Par Bernard BOCQUEL

La bonne volonté de bénévoles ne suffit pas toujours pour assurer à un évènement un rayonnement, une longévité. Mais dans le cas du Festival du Voyageur, elle est assurément l’ingrédient essentiel depuis maintenant presque un demi-siècle.

Et si cette bonne volonté a réussi à se maintenir, c’est à cause d’un mot : le patrimoine. Car c’est le besoin de garder en vie un patrimoine, c’est-à-dire de transmettre une part de soi, qui a assuré l’engagement déterminant de légions de volontaires.

Il était là le coup de génie de Georges Forest, celui qui est devenu par la force de son idée le premier Voyageur officiel : ancrer une fête d’hiver dans l’histoire, et ainsi d’emblée dépasser la seule logique commerciale. Il fallait pour cela un fier Bonifacien, conscient de ses racines métisses et canadiennes-françaises. Son attitude de défi culturel n’avait en soi rien d’impensable : après tout, la ville de Saint-Boniface s’est construite en résistance à la métropole voisine.

Et qui dit résistance, dit forcément devoir de transmission. Transmission de valeurs, appuyées sur toutes sortes d’histoires, ces matrices de culture. Dès les débuts de ce qui aurait après tout pu rester un évènement unique, localisé dans le temps, durant l’année du centenaire de la Province du Milieu, une mission a été attachée au Festival du Voyageur. Une mission qui exigeait le succès : « Valoriser et promouvoir le patrimoine auprès de l’ensemble de la communauté en reflétant l’époque des voyageurs et la joie de vivre par le biais d’une fête d’hiver. »

Pour les habitants d’une Ville-Cathédrale à la veille d’être absorbée dans le Grand Winnipeg, la possibilité de faire revivre la grande époque des ancêtres voyageurs constituait une occasion rêvée de faire valoir la puissance d’un héritage humain. Le Festival du Voyageur fournissait la preuve de la légitimité de la présence canadienne-française, si minoritaire qu’elle fût.
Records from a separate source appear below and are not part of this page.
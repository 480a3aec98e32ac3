//! Settings file loading
//!
//! Settings path precedence: `--config` > `$MANIFESTER_DIRECTORY/manifester_settings.toml`
//! > `./manifester_settings.toml`.
//!
//! The offline token may live in the TOML, in `offline_token_file`, or in the
//! `MANIFESTER_OFFLINE_TOKEN` env var, which wins over everything else
//! including per-category overrides.

use std::collections::BTreeMap;
use std::path::{Path, PathBuf};
use std::time::Duration;

use common::Secret;
use manifester::{ContentAccess, DesiredSubscription, ManifestSpec, ManifesterConfig, Tuning};
use requester::RetryPolicy;
use serde::{Deserialize, Deserializer};

const SETTINGS_FILE: &str = "manifester_settings.toml";
const TOKEN_ENV: &str = "MANIFESTER_OFFLINE_TOKEN";
const DIRECTORY_ENV: &str = "MANIFESTER_DIRECTORY";

fn secret<'de, D: Deserializer<'de>>(deserializer: D) -> Result<Option<Secret<String>>, D::Error> {
    Ok(Option::<String>::deserialize(deserializer)?
        .map(Secret::new)
        .filter(|s| !s.is_blank()))
}

/// Root settings
#[derive(Debug, Deserialize)]
pub struct Settings {
    #[serde(default = "default_log_level")]
    pub log_level: String,
    #[serde(default, deserialize_with = "secret")]
    pub offline_token: Option<Secret<String>>,
    #[serde(default)]
    pub offline_token_file: Option<PathBuf>,
    #[serde(skip)]
    offline_token_env: Option<Secret<String>>,
    pub username_prefix: String,
    #[serde(default = "default_inventory_path")]
    pub inventory_path: PathBuf,
    #[serde(default = "default_manifest_directory")]
    pub manifest_directory: PathBuf,
    #[serde(default = "default_log_directory")]
    pub log_directory: PathBuf,
    #[serde(default)]
    pub url: UrlSettings,
    #[serde(default)]
    pub proxies: ProxySettings,
    #[serde(default)]
    pub tuning: TuningSettings,
    #[serde(default)]
    pub manifest_category: BTreeMap<String, CategorySettings>,
}

/// API endpoints
#[derive(Debug, Clone, Deserialize)]
pub struct UrlSettings {
    #[serde(default = "default_token_request_url")]
    pub token_request: String,
    #[serde(default = "default_allocations_url")]
    pub allocations: String,
}

impl Default for UrlSettings {
    fn default() -> Self {
        Self {
            token_request: default_token_request_url(),
            allocations: default_allocations_url(),
        }
    }
}

/// Per-category endpoint overrides
#[derive(Debug, Clone, Default, Deserialize)]
pub struct UrlOverride {
    pub token_request: Option<String>,
    pub allocations: Option<String>,
}

#[derive(Debug, Clone, Default, Deserialize)]
pub struct ProxySettings {
    pub https: Option<String>,
}

/// Retry, paging and polling knobs
#[derive(Debug, Clone, Deserialize)]
#[serde(default)]
pub struct TuningSettings {
    pub max_backoff_secs: u64,
    pub allocations_page_size: usize,
    pub pools_page_size: usize,
    pub max_reconcile_rounds: u32,
    pub reconcile_delay_secs: u64,
    pub export_max_attempts: u32,
    pub export_poll_interval_ms: u64,
    pub request_timeout_secs: u64,
}

impl Default for TuningSettings {
    fn default() -> Self {
        Self {
            max_backoff_secs: 240,
            allocations_page_size: 100,
            pools_page_size: 50,
            max_reconcile_rounds: 10,
            reconcile_delay_secs: 1,
            export_max_attempts: 500,
            export_poll_interval_ms: 500,
            request_timeout_secs: 60,
        }
    }
}

impl TuningSettings {
    fn to_tuning(&self) -> Tuning {
        Tuning {
            retry: RetryPolicy::default().with_max_backoff(Duration::from_secs(self.max_backoff_secs)),
            allocations_page_size: self.allocations_page_size,
            pools_page_size: self.pools_page_size,
            max_reconcile_rounds: self.max_reconcile_rounds,
            reconcile_delay: Duration::from_secs(self.reconcile_delay_secs),
            export_max_attempts: self.export_max_attempts,
            export_poll_interval: Duration::from_millis(self.export_poll_interval_ms),
        }
    }

    pub fn request_timeout(&self) -> Duration {
        Duration::from_secs(self.request_timeout_secs)
    }
}

/// One `[manifest_category.<name>]` table
#[derive(Debug, Deserialize)]
pub struct CategorySettings {
    pub sat_version: String,
    #[serde(default)]
    pub simple_content_access: ContentAccess,
    #[serde(default)]
    pub subscription_data: Vec<DesiredSubscription>,
    #[serde(default, deserialize_with = "secret")]
    pub offline_token: Option<Secret<String>>,
    #[serde(default)]
    pub username_prefix: Option<String>,
    #[serde(default)]
    pub url: Option<UrlOverride>,
    #[serde(default)]
    pub proxies: Option<ProxySettings>,
}

fn default_log_level() -> String {
    "info".into()
}

fn default_inventory_path() -> PathBuf {
    PathBuf::from("manifester_inventory.yaml")
}

fn default_manifest_directory() -> PathBuf {
    PathBuf::from("manifests")
}

fn default_log_directory() -> PathBuf {
    PathBuf::from("logs")
}

fn default_token_request_url() -> String {
    rhsm_auth::TOKEN_REQUEST_URL.to_string()
}

fn default_allocations_url() -> String {
    rhsm_auth::ALLOCATIONS_URL.to_string()
}

fn check_prefix(key: &str, prefix: &str) -> common::Result<()> {
    if prefix.chars().count() < 3 {
        return Err(common::Error::Config(format!(
            "{key} must be at least 3 characters, got {prefix:?}"
        )));
    }
    Ok(())
}

fn check_url(key: &str, url: &str) -> common::Result<()> {
    if !url.starts_with("http://") && !url.starts_with("https://") {
        return Err(common::Error::Config(format!(
            "{key} must start with http:// or https://, got: {url}"
        )));
    }
    Ok(())
}

impl Settings {
    /// Load settings from a TOML file, then overlay environment variables.
    pub fn load(path: &Path) -> common::Result<Self> {
        let contents = std::fs::read_to_string(path)?;
        let mut settings: Settings = toml::from_str(&contents)?;

        check_prefix("username_prefix", &settings.username_prefix)?;
        check_url("url.token_request", &settings.url.token_request)?;
        check_url("url.allocations", &settings.url.allocations)?;

        let tuning = &settings.tuning;
        for (key, value) in [
            ("tuning.allocations_page_size", tuning.allocations_page_size as u64),
            ("tuning.pools_page_size", tuning.pools_page_size as u64),
            ("tuning.max_reconcile_rounds", u64::from(tuning.max_reconcile_rounds)),
            ("tuning.request_timeout_secs", tuning.request_timeout_secs),
            ("tuning.max_backoff_secs", tuning.max_backoff_secs),
        ] {
            if value == 0 {
                return Err(common::Error::Config(format!("{key} must be greater than 0")));
            }
        }

        for (name, category) in &settings.manifest_category {
            if let Some(prefix) = &category.username_prefix {
                check_prefix(&format!("manifest_category.{name}.username_prefix"), prefix)?;
            }
            if let Some(url) = &category.url {
                for (key, value) in [("token_request", &url.token_request), ("allocations", &url.allocations)] {
                    if let Some(value) = value {
                        check_url(&format!("manifest_category.{name}.url.{key}"), value)?;
                    }
                }
            }
            if let Some(sub) = category.subscription_data.iter().find(|s| s.quantity == 0) {
                return Err(common::Error::Config(format!(
                    "manifest_category.{name}: quantity for {:?} must be greater than 0",
                    sub.name
                )));
            }
        }

        if let Ok(token) = std::env::var(TOKEN_ENV) {
            let token = Secret::new(token);
            if !token.is_blank() {
                settings.offline_token_env = Some(token);
            }
        }
        if settings.offline_token.is_none()
            && let Some(ref token_file) = settings.offline_token_file
        {
            let token = std::fs::read_to_string(token_file).map_err(|e| {
                common::Error::Config(format!(
                    "failed to read offline_token_file {}: {e}",
                    token_file.display()
                ))
            })?;
            let token = Secret::new(token.trim().to_owned());
            if !token.is_blank() {
                settings.offline_token = Some(token);
            }
        }

        if let Ok(dir) = std::env::var(DIRECTORY_ENV) {
            let dir = PathBuf::from(dir);
            if settings.inventory_path.is_relative() {
                settings.inventory_path = dir.join(&settings.inventory_path);
            }
            if settings.manifest_directory.is_relative() {
                settings.manifest_directory = dir.join(&settings.manifest_directory);
            }
            if settings.log_directory.is_relative() {
                settings.log_directory = dir.join(&settings.log_directory);
            }
        }

        Ok(settings)
    }

    /// Resolve the settings path from the CLI arg or `MANIFESTER_DIRECTORY`.
    pub fn resolve_path(cli_path: Option<&str>) -> PathBuf {
        if let Some(p) = cli_path {
            return PathBuf::from(p);
        }
        if let Ok(dir) = std::env::var(DIRECTORY_ENV) {
            let dir = PathBuf::from(dir);
            if dir.is_dir() {
                return dir.join(SETTINGS_FILE);
            }
        }
        PathBuf::from(SETTINGS_FILE)
    }

    fn category(&self, name: &str) -> common::Result<&CategorySettings> {
        self.manifest_category
            .get(name)
            .ok_or_else(|| common::Error::UnknownCategory(name.to_string()))
    }

    /// HTTPS proxy for `category`, falling back to the top-level one.
    pub fn https_proxy(&self, category: Option<&str>) -> Option<String> {
        category
            .and_then(|name| self.manifest_category.get(name))
            .and_then(|c| c.proxies.as_ref())
            .and_then(|p| p.https.clone())
            .or_else(|| self.proxies.https.clone())
    }

    /// Connection settings, with `category`'s overrides applied when given.
    pub fn manifester_config(&self, category: Option<&str>) -> common::Result<ManifesterConfig> {
        let category = category.map(|name| self.category(name)).transpose()?;

        let offline_token = self
            .offline_token_env
            .clone()
            .or_else(|| category.and_then(|c| c.offline_token.clone()))
            .or_else(|| self.offline_token.clone())
            .ok_or_else(|| {
                common::Error::Config(format!(
                    "no offline token: set {TOKEN_ENV}, offline_token or offline_token_file"
                ))
            })?;
        let username_prefix = category
            .and_then(|c| c.username_prefix.clone())
            .unwrap_or_else(|| self.username_prefix.clone());
        let url = category.and_then(|c| c.url.clone()).unwrap_or_default();

        let mut config = ManifesterConfig::new(offline_token, username_prefix);
        config.token_request_url = url
            .token_request
            .unwrap_or_else(|| self.url.token_request.clone());
        config.allocations_url = url
            .allocations
            .unwrap_or_else(|| self.url.allocations.clone())
            .trim_end_matches('/')
            .to_string();
        config.inventory_path = self.inventory_path.clone();
        config.manifest_dir = self.manifest_directory.clone();
        config.tuning = self.tuning.to_tuning();
        Ok(config)
    }

    /// What to put in a manifest for `category`.
    pub fn manifest_spec(
        &self,
        category: &str,
        allocation_name: Option<String>,
    ) -> common::Result<ManifestSpec> {
        let settings = self.category(category)?;
        Ok(ManifestSpec {
            allocation_name,
            sat_version: settings.sat_version.clone(),
            content_access: settings.simple_content_access,
            subscriptions: settings.subscription_data.clone(),
        })
    }
}
//! Error types for outbound requests

/// Errors from sending a request or reading its response.
#[derive(Debug, thiserror::Error)]
pub enum Error {
    #[error("HTTP request failed: {0}")]
    Transport(String),

    #[error("Retry timeout exceeded after {attempts} attempts (last status {last_status})")]
    RetryTimeoutExceeded { attempts: u32, last_status: u16 },

    #[error("invalid response body: {0}")]
    Decode(String),
}

/// Result alias for request operations.
pub type Result<T> = std::result::Result<T, Error>;

#[cfg(test)]
mod tests {
    use super::*;

    #[test]
    fn retry_timeout_message_is_stable() {
        let err = Error::RetryTimeoutExceeded {
            attempts: 3,
            last_status: 500,
        };
        let msg = err.to_string();
        assert!(msg.starts_with("Retry timeout exceeded"), "got: {msg}");
        assert!(msg.contains("500"));
    }
}
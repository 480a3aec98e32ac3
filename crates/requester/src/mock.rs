//! Scripted in-memory requester for tests
//!
//! A `MockRequester` answers each request from a handler closure and keeps a
//! log of every request it saw. Handlers may hold state (counters, queues) so
//! a test can model a server whose answers change over time.

use std::collections::VecDeque;
use std::future::Future;
use std::pin::Pin;
use std::sync::{Mutex, PoisonError};

use crate::error::Result;
use crate::{ApiRequest, ApiResponse, Method, Requester};

type Handler = Box<dyn FnMut(&ApiRequest) -> ApiResponse + Send>;

/// Requester that answers from a closure and records every call.
pub struct MockRequester {
    handler: Mutex<Handler>,
    calls: Mutex<Vec<ApiRequest>>,
}

impl MockRequester {
    pub fn new(handler: impl FnMut(&ApiRequest) -> ApiResponse + Send + 'static) -> Self {
        Self {
            handler: Mutex::new(Box::new(handler)),
            calls: Mutex::new(Vec::new()),
        }
    }

    /// Answer with `responses` in order; the last one repeats forever.
    pub fn sequence(responses: Vec<ApiResponse>) -> Self {
        let mut queue: VecDeque<ApiResponse> = responses.into();
        Self::new(move |_| {
            if queue.len() > 1 {
                queue.pop_front().unwrap_or_else(|| ApiResponse::empty(500))
            } else {
                queue.front().cloned().unwrap_or_else(|| ApiResponse::empty(500))
            }
        })
    }

    /// Every request seen so far, in order.
    pub fn calls(&self) -> Vec<ApiRequest> {
        self.calls
            .lock()
            .unwrap_or_else(PoisonError::into_inner)
            .clone()
    }

    pub fn call_count(&self) -> usize {
        self.calls.lock().unwrap_or_else(PoisonError::into_inner).len()
    }

    /// Requests with the given method whose URL ends with `suffix`.
    pub fn calls_to(&self, method: Method, suffix: &str) -> Vec<ApiRequest> {
        self.calls()
            .into_iter()
            .filter(|r| r.method == method && r.url.ends_with(suffix))
            .collect()
    }
}

impl Requester for MockRequester {
    fn send<'a>(
        &'a self,
        request: &'a ApiRequest,
    ) -> Pin<Box<dyn Future<Output = Result<ApiResponse>> + Send + 'a>> {
        self.calls
            .lock()
            .unwrap_or_else(PoisonError::into_inner)
            .push(request.clone());
        let response = {
            let mut handler = self.handler.lock().unwrap_or_else(PoisonError::into_inner);
            (handler)(request)
        };
        Box::pin(async move { Ok(response) })
    }
}
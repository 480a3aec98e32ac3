//! Local inventory of subscription allocations
//!
//! A YAML list of the allocations owned by this user prefix, rewritten after
//! every mutating API call. The CLI reads it to address allocations by index
//! or name. Writes go through a temp file and rename so a crash never leaves a
//! half-written inventory behind.

use std::path::{Path, PathBuf};

use tracing::{debug, info, warn};

use crate::error::{Error, Result};
use crate::model::AllocationRecord;

/// Handle on the inventory file.
#[derive(Debug, Clone)]
pub struct Inventory {
    path: PathBuf,
}

impl Inventory {
    pub fn new(path: impl Into<PathBuf>) -> Self {
        Self { path: path.into() }
    }

    pub fn path(&self) -> &Path {
        &self.path
    }

    fn has_yaml_suffix(&self) -> bool {
        matches!(
            self.path.extension().and_then(|e| e.to_str()),
            Some("yaml" | "yml")
        )
    }

    /// Read the inventory.
    ///
    /// A missing file is created empty. A file without a `.yaml`/`.yml`
    /// suffix is logged and treated as empty.
    pub async fn load(&self) -> Result<Vec<AllocationRecord>> {
        if !self.path.is_file() {
            info!(path = %self.path.display(), "inventory file not found, creating it");
            tokio::fs::write(&self.path, b"")
                .await
                .map_err(|e| Error::Io(format!("creating inventory file: {e}")))?;
        }

        if !self.has_yaml_suffix() {
            warn!(
                path = %self.path.display(),
                "invalid inventory file; it must have a .yaml or .yml suffix"
            );
            return Ok(Vec::new());
        }

        let contents = tokio::fs::read_to_string(&self.path)
            .await
            .map_err(|e| Error::Io(format!("reading inventory file: {e}")))?;
        if contents.trim().is_empty() {
            return Ok(Vec::new());
        }

        let records: Option<Vec<AllocationRecord>> = serde_yaml::from_str(&contents)
            .map_err(|e| Error::Inventory(format!("parsing {}: {e}", self.path.display())))?;
        Ok(records.unwrap_or_default())
    }

    /// Replace the inventory with `records`.
    pub async fn replace(&self, records: &[AllocationRecord]) -> Result<()> {
        let yaml = if records.is_empty() {
            String::new()
        } else {
            serde_yaml::to_string(records)
                .map_err(|e| Error::Inventory(format!("serializing inventory: {e}")))?
        };

        let dir = self
            .path
            .parent()
            .ok_or_else(|| Error::Io("inventory path has no parent directory".into()))?;
        let file_name = self
            .path
            .file_name()
            .and_then(|n| n.to_str())
            .unwrap_or("inventory");
        let tmp_path = dir.join(format!(".{file_name}.tmp.{}", std::process::id()));

        tokio::fs::write(&tmp_path, yaml.as_bytes())
            .await
            .map_err(|e| Error::Io(format!("writing temp inventory file: {e}")))?;
        tokio::fs::rename(&tmp_path, &self.path)
            .await
            .map_err(|e| Error::Io(format!("renaming temp inventory file: {e}")))?;

        debug!(path = %self.path.display(), allocations = records.len(), "inventory updated");
        Ok(())
    }
}
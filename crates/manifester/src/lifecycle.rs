//! Allocation lifecycle
//!
//! `Manifester` owns everything that lives for one allocation session: the
//! cached access token, the allocation it created, the pool listing snapshot
//! and the pools it has drawn from. Nothing is shared between instances.
//!
//! ```text
//! Uninitialized → TokenAcquired → AllocationCreated → EntitlementsReconciled → Exported
//!                                        ↓                       ↓                 ↓
//!                                     Deleted  ←─────────────────┴─────────────────┘
//! ```
//!
//! Every create, delete, satisfied subscription and export rewrites the local
//! inventory from a fresh allocation listing.

use std::sync::Arc;

use common::Secret;
use rand::RngExt;
use requester::{ApiRequest, ApiResponse, Requester, send_with_retry};
use serde::Deserialize;
use serde_json::json;
use tracing::{debug, info, warn};

use crate::config::{ManifestSpec, ManifesterConfig};
use crate::error::{Error, Result};
use crate::inventory::Inventory;
use crate::model::{
    Allocation, AllocationRecord, AllocationRequest, ContentAccess, Manifest, Pool,
};
use crate::paginate::{fetch_paginated, filter_by_prefix};
use crate::version::normalize_version;

/// Where a session is in the allocation lifecycle.
#[derive(Debug, Clone, Copy, PartialEq, Eq)]
pub enum LifecycleState {
    Uninitialized,
    TokenAcquired,
    AllocationCreated,
    EntitlementsReconciled,
    Exported,
    Deleted,
}

impl LifecycleState {
    /// State label for logging.
    pub fn label(&self) -> &'static str {
        match self {
            LifecycleState::Uninitialized => "uninitialized",
            LifecycleState::TokenAcquired => "token_acquired",
            LifecycleState::AllocationCreated => "allocation_created",
            LifecycleState::EntitlementsReconciled => "entitlements_reconciled",
            LifecycleState::Exported => "exported",
            LifecycleState::Deleted => "deleted",
        }
    }
}

#[derive(Deserialize)]
struct Versions {
    #[serde(default)]
    body: Vec<VersionEntry>,
}

#[derive(Deserialize)]
struct VersionEntry {
    value: String,
}

#[derive(Deserialize)]
struct Created {
    body: CreatedBody,
}

#[derive(Deserialize)]
struct CreatedBody {
    uuid: String,
}

/// Build `<prefix>-<8 random ASCII letters>`.
pub fn generate_allocation_name(prefix: &str) -> String {
    const LETTERS: &[u8] = b"abcdefghijklmnopqrstuvwxyzABCDEFGHIJKLMNOPQRSTUVWXYZ";
    let mut rng = rand::rng();
    let suffix: String = (0..8)
        .map(|_| LETTERS[rng.random_range(0..LETTERS.len())] as char)
        .collect();
    format!("{prefix}-{suffix}")
}

/// Client for one allocation session.
pub struct Manifester {
    pub(crate) config: ManifesterConfig,
    pub(crate) requester: Arc<dyn Requester>,
    pub(crate) inventory: Inventory,
    access_token: Option<Secret<String>>,
    pub(crate) allocation: Option<Allocation>,
    pool_cache: Option<Vec<Pool>>,
    pub(crate) active_pools: Vec<Pool>,
    pub(crate) state: LifecycleState,
}

impl Manifester {
    pub fn new(config: ManifesterConfig, requester: Arc<dyn Requester>) -> Self {
        let inventory = Inventory::new(config.inventory_path.clone());
        Self {
            config,
            requester,
            inventory,
            access_token: None,
            allocation: None,
            pool_cache: None,
            active_pools: Vec::new(),
            state: LifecycleState::Uninitialized,
        }
    }

    pub fn config(&self) -> &ManifesterConfig {
        &self.config
    }

    pub fn state(&self) -> LifecycleState {
        self.state
    }

    pub fn allocation(&self) -> Option<&Allocation> {
        self.allocation.as_ref()
    }

    /// Pools drawn from so far, one per satisfied subscription name.
    pub fn active_pools(&self) -> &[Pool] {
        &self.active_pools
    }

    pub fn inventory(&self) -> &Inventory {
        &self.inventory
    }

    /// Cached bearer token, fetched on first use.
    pub async fn access_token(&mut self) -> Result<Secret<String>> {
        if let Some(token) = &self.access_token {
            return Ok(token.clone());
        }
        let token = rhsm_auth::request_access_token(
            self.requester.as_ref(),
            &self.config.tuning.retry,
            &self.config.token_request_url,
            &self.config.offline_token,
        )
        .await?;
        self.access_token = Some(token.clone());
        if self.state == LifecycleState::Uninitialized {
            self.state = LifecycleState::TokenAcquired;
        }
        Ok(token)
    }

    /// Drop the cached token so the next call mints a new one.
    pub fn invalidate_token(&mut self) {
        self.access_token = None;
    }

    /// Send `request` with the bearer token through the retry executor.
    pub(crate) async fn send(&mut self, request: ApiRequest) -> Result<ApiResponse> {
        let token = self.access_token().await?;
        let request = request.bearer(&token);
        Ok(send_with_retry(self.requester.as_ref(), &request, &self.config.tuning.retry).await?)
    }

    pub(crate) fn allocation_url(&self) -> Result<String> {
        let allocation = self.allocation.as_ref().ok_or(Error::NoAllocation)?;
        Ok(format!("{}/{}", self.config.allocations_url, allocation.uuid))
    }

    /// Version labels the API accepts for new allocations.
    pub async fn valid_versions(&mut self) -> Result<Vec<String>> {
        let url = format!("{}/versions", self.config.allocations_url);
        let response = self.send(ApiRequest::get(&url)).await?;
        if !response.is_success() {
            return Err(Error::Http {
                status: response.status(),
                url,
            });
        }
        let versions: Versions = response.json()?;
        Ok(versions.body.into_iter().map(|v| v.value).collect())
    }

    /// Allocations in the account whose name carries the configured prefix.
    pub async fn subscription_allocations(&mut self) -> Result<Vec<AllocationRecord>> {
        let token = self.access_token().await?;
        let records = fetch_paginated(
            self.requester.as_ref(),
            &self.config.tuning.retry,
            &token,
            &self.config.allocations_url,
            self.config.tuning.allocations_page_size,
        )
        .await?;
        Ok(filter_by_prefix(records, &self.config.username_prefix))
    }

    /// Rewrite the local inventory from a fresh allocation listing.
    pub async fn refresh_inventory(&mut self) -> Result<Vec<AllocationRecord>> {
        let records = self.subscription_allocations().await?;
        self.inventory.replace(&records).await?;
        Ok(records)
    }

    /// Pools available to the current allocation, fetched once until invalidated.
    pub async fn subscription_pools(&mut self) -> Result<Vec<Pool>> {
        if let Some(pools) = &self.pool_cache {
            return Ok(pools.clone());
        }
        let url = format!("{}/pools", self.allocation_url()?);
        let token = self.access_token().await?;
        let pools: Vec<Pool> = fetch_paginated(
            self.requester.as_ref(),
            &self.config.tuning.retry,
            &token,
            &url,
            self.config.tuning.pools_page_size,
        )
        .await?;
        debug!(pools = pools.len(), "fetched subscription pools");
        self.pool_cache = Some(pools.clone());
        Ok(pools)
    }

    /// Mark the pool snapshot stale.
    pub fn invalidate_pools(&mut self) {
        self.pool_cache = None;
    }

    /// Request for a new allocation built from `spec`, naming it if needed.
    pub fn allocation_request(&self, spec: &ManifestSpec) -> AllocationRequest {
        AllocationRequest {
            name: spec
                .allocation_name
                .clone()
                .unwrap_or_else(|| generate_allocation_name(&self.config.username_prefix)),
            version: spec.sat_version.clone(),
            content_access: spec.content_access,
        }
    }

    /// Create an allocation and make it current.
    ///
    /// `request.version` is normalized against a freshly fetched version list.
    pub async fn create_allocation(&mut self, request: AllocationRequest) -> Result<Allocation> {
        let valid = self.valid_versions().await?;
        if valid.is_empty() {
            return Err(Error::InvalidVersion(format!(
                "the API offered no versions to match {}",
                request.version
            )));
        }
        let version = normalize_version(&request.version, &valid);

        let url = self.config.allocations_url.clone();
        let response = self
            .send(
                ApiRequest::post(&url)
                    .query("name", &request.name)
                    .query("version", &version)
                    .query("simpleContentAccess", request.content_access),
            )
            .await?;
        if !response.is_success() {
            return Err(Error::Http {
                status: response.status(),
                url,
            });
        }
        let created: Created = response.json()?;
        let allocation = Allocation {
            uuid: created.body.uuid,
            name: request.name,
            version,
            content_access: request.content_access,
        };
        self.allocation = Some(allocation.clone());
        self.pool_cache = None;
        self.active_pools.clear();
        self.state = LifecycleState::AllocationCreated;

        if allocation.content_access == ContentAccess::Disabled {
            let target = format!("{url}/{}", allocation.uuid);
            let response = self
                .send(
                    ApiRequest::put(&target)
                        .json(json!({ "simpleContentAccess": ContentAccess::Disabled.as_str() })),
                )
                .await?;
            if !response.is_success() {
                return Err(Error::Http {
                    status: response.status(),
                    url: target,
                });
            }
        }

        info!(
            name = %allocation.name,
            uuid = %allocation.uuid,
            version = %allocation.version,
            "subscription allocation created"
        );
        self.refresh_inventory().await?;
        Ok(allocation)
    }

    /// Delete `uuid`, or the current allocation when `None`.
    ///
    /// Always mints a fresh token first and always refreshes the inventory,
    /// even when the delete fails. A successful delete clears the current
    /// allocation before any inventory error is returned. Returns the
    /// response status.
    pub async fn delete_allocation(&mut self, uuid: Option<&str>) -> Result<u16> {
        let target = match uuid {
            Some(uuid) => uuid.to_string(),
            None => self
                .allocation
                .as_ref()
                .map(|a| a.uuid.clone())
                .ok_or(Error::NoAllocation)?,
        };
        self.invalidate_token();

        let url = format!("{}/{target}", self.config.allocations_url);
        let outcome = self
            .send(ApiRequest::delete(&url).query("force", "true"))
            .await;
        let refreshed = self.refresh_inventory().await;

        let response = outcome?;
        if !response.is_success() {
            return Err(Error::Http {
                status: response.status(),
                url,
            });
        }

        info!(uuid = %target, status = response.status(), "subscription allocation deleted");
        if self.allocation.as_ref().is_some_and(|a| a.uuid == target) {
            self.allocation = None;
            self.pool_cache = None;
            self.state = LifecycleState::Deleted;
        }
        refreshed?;
        Ok(response.status())
    }

    /// Create an allocation, attach every subscription in `spec`, and export.
    pub async fn get_manifest(&mut self, spec: &ManifestSpec) -> Result<Manifest> {
        let request = self.allocation_request(spec);
        self.create_allocation(request).await?;
        let mut subscriptions = spec.subscriptions.clone();
        self.reconcile_all(&mut subscriptions).await?;
        self.export_manifest().await
    }

    /// `get_manifest`, deleting the allocation if any step after creation fails.
    ///
    /// The original error is returned; a failed cleanup is only logged.
    pub async fn get_manifest_with_cleanup(&mut self, spec: &ManifestSpec) -> Result<Manifest> {
        match self.get_manifest(spec).await {
            Ok(manifest) => Ok(manifest),
            Err(err) => {
                if let Some(uuid) = self.allocation.as_ref().map(|a| a.uuid.clone()) {
                    warn!(
                        uuid = %uuid,
                        state = self.state.label(),
                        error = %err,
                        "manifest generation failed, deleting allocation"
                    );
                    if let Err(cleanup) = self.delete_allocation(Some(&uuid)).await {
                        warn!(uuid = %uuid, error = %cleanup, "cleanup delete failed");
                    }
                }
                Err(err)
            }
        }
    }
}
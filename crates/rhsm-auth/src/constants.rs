//! Subscription API client constants
//!
//! Public client identifiers and default endpoints. These are not secrets; the
//! offline token supplied through settings is.

/// Public OAuth client ID accepted by the SSO realm for the subscription API
pub const CLIENT_ID: &str = "rhsm-api";

/// Grant type used to trade an offline token for an access token
pub const GRANT_TYPE: &str = "refresh_token";

/// Default SSO token endpoint
pub const TOKEN_REQUEST_URL: &str =
    "https://sso.redhat.com/auth/realms/redhat-external/protocol/openid-connect/token";

/// Default subscription allocations endpoint
pub const ALLOCATIONS_URL: &str = "https://api.access.redhat.com/management/v1/allocations";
Avec l’arrivée de Unicity en 1972, Saint-Boniface était ravalé au rang de simple quartier. Mais grâce au Festival, pendant une quinzaine d’années au moins il y a eu durant une semaine en février une floraison de tuques rouges, sorte de cri de ralliement canayen. Le Festival comme moyen d’affirmation ostentatoire s’est ensuite raffiné : costumes inspirés par l’époque de la traite des fourrures et ceintures fléchées se sont multipliés. Musicalement, le concours de violoneux et de gigueurs instauré en 1972 par le Métis Bert Vermette a permis l’éclosion de nouvelles générations d’artistes. De bien d’autres façons encore, le Festival a servi de tremplin au patrimoine métis et canadien-français, qui s’est mis à vibrer comme jamais.

Jusqu’au point où malgré des périodes financières plus difficiles, il devint impensable de ne pas organiser un Festival du Voyageur. Quand le Festival est-il lui-même devenu un patrimoine socio-culturel à préserver? Les avis risquent d’être partagés sur la question.

Pour alimenter la discussion sur la nécessaire pérennité du Festival du Voyageur, le livre qui sera publié en 2019 fournira sans aucun doute bien des arguments. (1) L’initiative a été prise par une enseignante à la retraite, Lucienne Loiselle, qui connaissait déjà bien l’évènement annuel avant d’entamer ses recherches historiques. En effet, avec son compagnon de vie Lucien Loiselle, elle est membre de l’Ordre des Voyageurs officiels.

Dans son esprit, Lucienne Loiselle a entrepris un travail de nature existentielle. Sa conviction irrévocable : « Il ne faut absolument pas oublier qui nous sommes. Sinon, nous n’aurons rien à donner aux autres. » Cette vérité, cet impératif, est à la fois le coeur du succès du Festival du Voyageur et son secret pour générer de la bonne volonté.

(1) Le livre, publié par les Éditions des Plaines, sera abondamment illustré et paraitra à temps pour la 50e édition du Festival.